Andrés führt sein Geschäft durch seine Firma LifeXperience Dogs. Davor war er Fachwirt für Betriebswirtschaftslehre. Seine Liebe zu Tieren führte ihn jedoch zu dem Entschluss, Hunden bei der körperlichen und geistigen Rehabilitation zu helfen. Also beschloss er, von den Hundetrainern des kolumbianischen Roten Kreuzes zu lernen.
Seit er sich entschieden hat, seinen Berufsweg zu wechseln, besucht er oft den Stadtpark von Simón Bolívar für lange, sogar dreistündige Spaziergänge.
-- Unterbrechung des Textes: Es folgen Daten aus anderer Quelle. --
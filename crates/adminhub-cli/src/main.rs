//! AdminHub CLI entry point.

use clap::Parser;
use tracing_subscriber::EnvFilter;

mod commands;
mod output;

use commands::Cli;

#[tokio::main]
async fn main() {
    tracing_subscriber::fmt()
        .with_env_filter(
            EnvFilter::try_from_default_env().unwrap_or_else(|_| EnvFilter::new("warn")),
        )
        .with_writer(std::io::stderr)
        .init();

    let cli = Cli::parse();

    if let Err(e) = cli.execute().await {
        output::print_error(&e.to_string());
        std::process::exit(1);
    }
}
Psychologie aggressiver Hunde

Andrés glaubt, dass Hunde, die darauf trainiert wurden, Gewalt anzugreifen und streunende Hunde, die Gewalt ausgesetzt waren, von verinnerlichten Mustern beeinflusst werden, die über Jahre aufrechterhalten und gestärkt werden. Diese Fälle stellen eine Herausforderung dar, da der negative Sozialisationsprozess beseitigt und der Hund trainiert werden muss.
Die Einstellung der Menschen gegenüber aggressiven Hunden kann die Dinge noch schlimmer machen. Einige entscheiden sich dafür, sie mit mehr Gewalt zu disziplinieren, während andere mit Angst reagieren. Das Schlimmste daran ist, dass beide Reaktionen dazu neigen, aggressives Verhalten zu fördern. In diesem Sinne kann Intoleranz als Fabrik unkontrollierter Hunde angesehen werden.
Die gute Nachricht ist, dass dieser kolumbianische Hundetrainer zuversichtlich ist, dass selbst die gewalttätigsten Hunde lernen können, ihre Reaktionen mit dem richtigen Reiz zu kontrollieren. Die Idee ist, ihnen beizubringen, Kontakte zu knüpfen, sie für gutes Benehmen zu belohnen und stand zu den eindeutigen Anführern unserer treuen pelzigen Freunde.

Einige Tipps zum Training aggressiver Hunde

Das Wichtigste ist zu verstehen, dass ein Hund nicht isoliert werden kann, weil er aggressiv ist. Im Gegenteil, Sie sollten die Interaktion mit anderen Hunden in einem kontrollierte Art und Weise. Zuerst müssen Sie sie an der Leine halten und sie nach und nach anderen Hunden näher bringen.
Als Besitzer müssen Sie standhaft sein, wenn Ihr Hund aggressiv ist. Wenn ein Hund hingegen positive und ruhige Interaktionen zeigt, sollte er mit einem Stück Fleisch oder einem Leckerbissen belohnt werden. Die Experten von LifeXperience Dogs verwenden Büffelfleischstücke als Belohnung.
Ein guter Tipp ist, die Reaktionen Ihres Hundes in ein Notizbuch zu schreiben. Auf diese Weise werden Sie sich der Fortschritte Ihres Hundes bei den Disziplinübungen bewusster.